Eskilerden bir örnek. Yıl 1969. Halil Nebiler, kitabında anlatıyor:

“İstanbul’un efsanevi mafya babası Oflu Hasan 58 yaşında kalpten ölmüş. Cenazesine 20 kadar emniyet müdürü, 50 polis şefi katılıyor. Eski Cumhurbaşkanı Cevdet Sunay’ın oğlu Kaya Sunay çelenk gönderiyor. CHP’li Çalışma Bakanı Ali Rıza Uzuner ile kumarhaneci Arap Nasri yan yana Fatiha okuyor.”

12 Eylül sonrasının Cumhurbaşkanı Turgut Özal bir mezuniyet töreninde konuşuyor:

“Bizim eski kaçakçılar, ihracatçı olmak için müracaat ettiler. Karşımıza MİT raporları getirildi. ‘Bunlar kaçakçıdır, bunlara ihracatçı belgesi vermeyin’ denildi. Oysa biz, bunlar teşebbüs sahibi, bunlardan iyi ihracatçı olur’ dedik. Şimdi hepsi ihracat yapıyor.”

Ne emniyet müdürleri, ne emniyet genel müdürleri geldi geçti ülkemizde. Adlarının karşısına MİT raporlarında neler neler yazıldı. 1990’lı yıllar, hele 1993 yılı... Her şey basın arşivinde kayıtlı. İçişleri Bakanı Soylu, her soruyu 30 yıl öncesinden başlayarak yanıtlıyor ya… Belki Şükrü Balcı’lardan başlayarak soru sorulmalıydı. Kendisini de hedef alan kişinin iş alanını, servetini hangi dönemlerde yaptığı da sorulmalıydı. Ama toplum olarak bize düşen, “âşık atışması”na dönüşen kabareyi seyretmek…

YERALTINDA DEĞİŞİM

İki haftadır kulislere kulak kabartıyoruz. Konuşulanlar şöyle:

“Bu konu şu an tamamen İçişleri Bakanlığı uhdesinde. Can sıkıcı konular… Örneğin çözüm sürecinde bölücü örgüte yönelik hiç operasyon yapılmadı. Örgüt bunu fırsat bildi, uyuşturucu piyasasına döndü. ‘Raconu’ yok saydı, okulların önünde satış yaptı, geniş kitlelere yaymaya çalıştı. Terörü geriletmek gibi bu konuda da eski normale dönüş pek kolay olmadı. Bu işleri tamamen yok etmek çok kolay olmayınca, belli bir çerçevede sınırlı tutmak için belli gruplara göz yumulduğunu herkes bilir ama söylemez.”
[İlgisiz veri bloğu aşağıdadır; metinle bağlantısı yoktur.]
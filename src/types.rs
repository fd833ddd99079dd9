//! Core data model: config rows, transient scan entries, actions and
//! conflicts, and the snapshot the diff engine consumes.

use serde::{Deserialize, Serialize};
use std::collections::BTreeMap;

/// A named profile binding one local root to one remote root. Persisted as
/// a `sync_configs` row; read at every plan, updated transactionally at the
/// end of a successful apply.
#[derive(Debug, Clone, Serialize, Deserialize, PartialEq, Eq)]
pub struct SyncConfig {
	/// Stable identifier for this config.
	pub id: String,
	/// Absolute local root path.
	pub local_root: String,
	/// Opaque remote root identifier (e.g. a drive folder id).
	pub remote_root_id: String,
	/// Ordered list of exclude patterns, applied in addition to the
	/// built-in default list.
	pub exclude_patterns: Vec<String>,
	/// Conflict resolution policy, as its wire name (`local-wins`, etc.).
	pub conflict_policy: String,
	/// Sync direction, as its wire name (`push`, `pull`, `bidirectional`).
	pub direction: String,
	/// Epoch seconds of the last successful sync, 0 if never synced.
	pub last_sync_time: u64,
	/// Opaque cursor into the remote's change feed, empty if unknown.
	pub last_change_token: String,
}

impl SyncConfig {
	/// Basic structural validation: required fields must be non-empty.
	pub fn validate(&self) -> Result<(), String> {
		if self.id.trim().is_empty() {
			return Err("config id must not be empty".to_string());
		}
		if self.local_root.trim().is_empty() {
			return Err("local root must not be empty".to_string());
		}
		if self.remote_root_id.trim().is_empty() {
			return Err("remote root id must not be empty".to_string());
		}
		Ok(())
	}
}

/// Persisted row, primary key `(config_id, relative_path)`.
#[derive(Debug, Clone, Serialize, Deserialize, PartialEq, Eq, Default)]
pub struct SyncEntry {
	pub relative_path: String,
	pub is_dir: bool,

	// Local facet.
	pub local_mtime: Option<i64>,
	pub local_size: Option<u64>,
	/// Lowercase hex digest of full contents; empty for directories and for
	/// files whose hash is unknown.
	pub content_hash: String,

	// Remote facet.
	pub drive_file_id: Option<String>,
	pub drive_parent_id: Option<String>,
	/// ISO-8601 UTC string as returned by the remote.
	pub remote_mtime: Option<String>,
	pub remote_size: Option<u64>,
	/// Lowercase hex; empty for remote-native formats.
	pub remote_md5: String,
	pub remote_mime_type: Option<String>,
}

impl SyncEntry {
	pub fn has_local(&self) -> bool {
		self.local_mtime.is_some() || self.local_size.is_some()
	}

	pub fn has_remote(&self) -> bool {
		self.drive_file_id.is_some()
	}
}

/// Transient local-scan result for one path.
#[derive(Debug, Clone, PartialEq, Eq)]
pub struct LocalEntry {
	pub relative_path: String,
	pub absolute_path: String,
	pub is_dir: bool,
	pub size: u64,
	/// Epoch seconds.
	pub mtime: i64,
	/// Lowercase hex digest; empty for directories.
	pub hash: String,
}

/// Transient remote-scan result for one path.
#[derive(Debug, Clone, PartialEq, Eq)]
pub struct RemoteEntry {
	pub relative_path: String,
	pub id: String,
	pub parent_id: String,
	pub is_dir: bool,
	pub size: u64,
	/// ISO-8601 UTC string as returned by the remote.
	pub modified_time: String,
	/// Lowercase hex; empty for remote-native formats without a checksum.
	pub md5_checksum: String,
	pub mime_type: String,
}

/// One unit of work produced by the diff engine, fused by rename detection,
/// and consumed by the executor.
#[derive(Debug, Clone, PartialEq, Eq)]
pub enum Action {
	Upload { path: String },
	Update { path: String },
	Download { path: String },
	DeleteLocal { path: String },
	DeleteRemote { path: String },
	MoveLocal { from: String, to: String },
	MoveRemote { from: String, to: String },
	MkdirLocal { path: String },
	MkdirRemote { path: String },
}

impl Action {
	/// The path this action is keyed by for depth-ordering purposes (the
	/// destination path for moves).
	pub fn path(&self) -> &str {
		match self {
			Action::Upload { path }
			| Action::Update { path }
			| Action::Download { path }
			| Action::DeleteLocal { path }
			| Action::DeleteRemote { path }
			| Action::MkdirLocal { path }
			| Action::MkdirRemote { path } => path,
			Action::MoveLocal { to, .. } | Action::MoveRemote { to, .. } => to,
		}
	}

	/// Path depth (number of `/`-separated segments), used to order
	/// mkdir/delete phases.
	pub fn depth(&self) -> usize {
		self.path().split('/').filter(|s| !s.is_empty()).count()
	}

	/// Whether this action kind is allowed in push mode.
	pub fn allowed_in_push(&self) -> bool {
		matches!(
			self,
			Action::Upload { .. }
				| Action::Update { .. }
				| Action::DeleteRemote { .. }
				| Action::MkdirRemote { .. }
				| Action::MoveRemote { .. }
		)
	}

	/// Whether this action kind is allowed in pull mode.
	pub fn allowed_in_pull(&self) -> bool {
		matches!(
			self,
			Action::Download { .. }
				| Action::DeleteLocal { .. }
				| Action::MkdirLocal { .. }
				| Action::MoveLocal { .. }
		)
	}
}

/// Kind of an unresolved three-way disagreement at a path.
#[derive(Debug, Clone, Copy, PartialEq, Eq)]
pub enum ConflictKind {
	BothModified,
	LocalDeletedRemoteModified,
	RemoteDeletedLocalModified,
	TypeMismatch,
}

/// An unresolved disagreement at a path, carrying the three facets so a
/// resolver (or a human) can decide.
#[derive(Debug, Clone, PartialEq, Eq)]
pub struct Conflict {
	pub path: String,
	pub kind: ConflictKind,
	pub local: Option<LocalEntry>,
	pub remote: Option<RemoteEntry>,
	pub prev: Option<SyncEntry>,
}

/// The triple of mappings the diff engine compares, keyed by relative path.
#[derive(Debug, Clone, Default)]
pub struct Snapshot {
	pub local: BTreeMap<String, LocalEntry>,
	pub remote: BTreeMap<String, RemoteEntry>,
	pub prev: BTreeMap<String, SyncEntry>,
}

/// Counts of actions actually executed by an Apply, returned alongside the
/// updated plan.
#[derive(Debug, Clone, Copy, Default, PartialEq, Eq)]
pub struct Summary {
	pub uploads: usize,
	pub updates: usize,
	pub downloads: usize,
	pub deletes: usize,
	pub moves: usize,
	pub mkdirs: usize,
}


// vim: ts=4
“Şu anda ne oluyor” sorusuna odaklanınca da “Yeraltı protokolü değişiyor, siyaset ile konumlanmanın yan etkileri ortaya saçılıyor” yanıtını aldık.

Kendi döneminde “mafyayı çökertmeyen” iktidar pek olmadı. Ancak mafya hep oldu. Bir Sadettin Tantan dönemini düşünün. Ne operasyonlar yapıldı… Devletin yeraltıyla ilişkisi adeta tango dansı gibi. Devlet adımını ileri atınca yeraltı çekilir, devlet adımını geri çekince yeraltı ilerler… Dans hiç bitmiyor. Uğur Ağabey (Mumcu) ömrünü adadı, bu konuları yazdı: Papa-Mafya-Ağca, Siyaset-Tarikat-Ticaret. Bu altı sözcük, yaşadıklarımızın da özeti.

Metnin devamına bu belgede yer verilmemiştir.